### What to produce
Each entry below should be reproduced character for character.

### Source data
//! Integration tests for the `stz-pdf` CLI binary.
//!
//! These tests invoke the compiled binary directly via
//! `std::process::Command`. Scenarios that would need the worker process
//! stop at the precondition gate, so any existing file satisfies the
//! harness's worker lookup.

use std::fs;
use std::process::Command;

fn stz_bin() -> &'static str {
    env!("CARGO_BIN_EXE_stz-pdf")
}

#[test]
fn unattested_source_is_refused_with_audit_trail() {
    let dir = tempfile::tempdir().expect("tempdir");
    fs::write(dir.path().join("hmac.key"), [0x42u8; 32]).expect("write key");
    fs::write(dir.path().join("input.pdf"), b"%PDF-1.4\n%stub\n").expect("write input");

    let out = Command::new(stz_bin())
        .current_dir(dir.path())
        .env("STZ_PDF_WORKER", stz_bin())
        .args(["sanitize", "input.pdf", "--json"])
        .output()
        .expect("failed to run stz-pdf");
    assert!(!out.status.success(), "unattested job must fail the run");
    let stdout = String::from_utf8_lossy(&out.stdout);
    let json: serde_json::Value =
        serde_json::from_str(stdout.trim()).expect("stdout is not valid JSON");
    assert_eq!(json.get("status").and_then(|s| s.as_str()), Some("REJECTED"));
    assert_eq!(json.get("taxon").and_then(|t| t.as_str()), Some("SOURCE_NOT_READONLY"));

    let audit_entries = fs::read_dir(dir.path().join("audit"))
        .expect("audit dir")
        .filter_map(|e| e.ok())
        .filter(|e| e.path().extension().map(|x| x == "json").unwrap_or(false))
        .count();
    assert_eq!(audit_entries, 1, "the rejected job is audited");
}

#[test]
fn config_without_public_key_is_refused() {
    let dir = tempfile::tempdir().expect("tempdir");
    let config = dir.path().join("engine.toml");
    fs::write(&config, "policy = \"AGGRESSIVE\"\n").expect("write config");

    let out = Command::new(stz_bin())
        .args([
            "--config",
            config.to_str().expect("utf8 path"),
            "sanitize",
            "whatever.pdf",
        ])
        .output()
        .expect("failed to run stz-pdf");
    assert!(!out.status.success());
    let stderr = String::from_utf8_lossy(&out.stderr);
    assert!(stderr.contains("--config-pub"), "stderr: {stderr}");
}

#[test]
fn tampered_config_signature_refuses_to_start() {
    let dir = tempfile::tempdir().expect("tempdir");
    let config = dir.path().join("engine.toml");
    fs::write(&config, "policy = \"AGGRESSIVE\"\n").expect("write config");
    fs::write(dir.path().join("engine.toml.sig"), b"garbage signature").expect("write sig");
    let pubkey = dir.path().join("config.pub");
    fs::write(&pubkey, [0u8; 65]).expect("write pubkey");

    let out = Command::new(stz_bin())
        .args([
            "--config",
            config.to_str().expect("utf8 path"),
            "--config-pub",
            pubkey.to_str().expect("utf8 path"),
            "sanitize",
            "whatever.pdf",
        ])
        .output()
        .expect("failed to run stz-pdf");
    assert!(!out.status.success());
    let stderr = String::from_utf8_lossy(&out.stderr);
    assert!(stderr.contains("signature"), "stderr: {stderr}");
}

### Solved exercise
//! Integration tests for the `stz-pdf` CLI binary.
//!
//! These tests invoke the compiled binary directly via
//! `std::process::Command`. Scenarios that would need the worker process
//! stop at the precondition gate, so any existing file satisfies the
//! harness's worker lookup.

use std::fs;
use std::process::Command;

fn stz_bin() -> &'static str {
    env!("CARGO_BIN_EXE_stz-pdf")
}

#[test]
fn unattested_source_is_refused_with_audit_trail() {
    let dir = tempfile::tempdir().expect("tempdir");
    fs::write(dir.path().join("hmac.key"), [0x42u8; 32]).expect("write key");
    fs::write(dir.path().join("input.pdf"), b"%PDF-1.4\n%stub\n").expect("write input");

    let out = Command::new(stz_bin())
        .current_dir(dir.path())
        .env("STZ_PDF_WORKER", stz_bin())
        .args(["sanitize", "input.pdf", "--json"])
        .output()
        .expect("failed to run stz-pdf");
    assert!(!out.status.success(), "unattested job must fail the run");
    let stdout = String::from_utf8_lossy(&out.stdout);
    let json: serde_json::Value =
        serde_json::from_str(stdout.trim()).expect("stdout is not valid JSON");
    assert_eq!(json.get("status").and_then(|s| s.as_str()), Some("REJECTED"));
    assert_eq!(json.get("taxon").and_then(|t| t.as_str()), Some("SOURCE_NOT_READONLY"));

    let audit_entries = fs::read_dir(dir.path().join("audit"))
        .expect("audit dir")
        .filter_map(|e| e.ok())
        .filter(|e| e.path().extension().map(|x| x == "json").unwrap_or(false))
        .count();
    assert_eq!(audit_entries, 1, "the rejected job is audited");
}

#[test]
fn config_without_public_key_is_refused() {
    let dir = tempfile::tempdir().expect("tempdir");
    let config = dir.path().join("engine.toml");
    fs::write(&config, "policy = \"AGGRESSIVE\"\n").expect("write config");

    let out = Command::new(stz_bin())
        .args([
            "--config",
            config.to_str().expect("utf8 path"),
            "sanitize",
            "whatever.pdf",
        ])
        .output()
        .expect("failed to run stz-pdf");
    assert!(!out.status.success());
    let stderr = String::from_utf8_lossy(&out.stderr);
    assert!(stderr.contains("--config-pub"), "stderr: {stderr}");
}

#[test]
fn tampered_config_signature_refuses_to_start() {
    let dir = tempfile::tempdir().expect("tempdir");
    let config = dir.path().join("engine.toml");
    fs::write(&config, "policy = \"AGGRESSIVE\"\n").expect("write config");
    fs::write(dir.path().join("engine.toml.sig"), b"garbage signature").expect("write sig");
    let pubkey = dir.path().join("config.pub");
    fs::write(&pubkey, [0u8; 65]).expect("write pubkey");

    let out = Command::new(stz_bin())
        .args([
            "--config",
            config.to_str().expect("utf8 path"),
            "--config-pub",
            pubkey.to_str().expect("utf8 path"),
            "sanitize",
            "whatever.pdf",
        ])
        .output()
        .expect("failed to run stz-pdf");
    assert!(!out.status.success());
    let stderr = String::from_utf8_lossy(&out.stderr);
    assert!(stderr.contains("signature"), "stderr: {stderr}");
}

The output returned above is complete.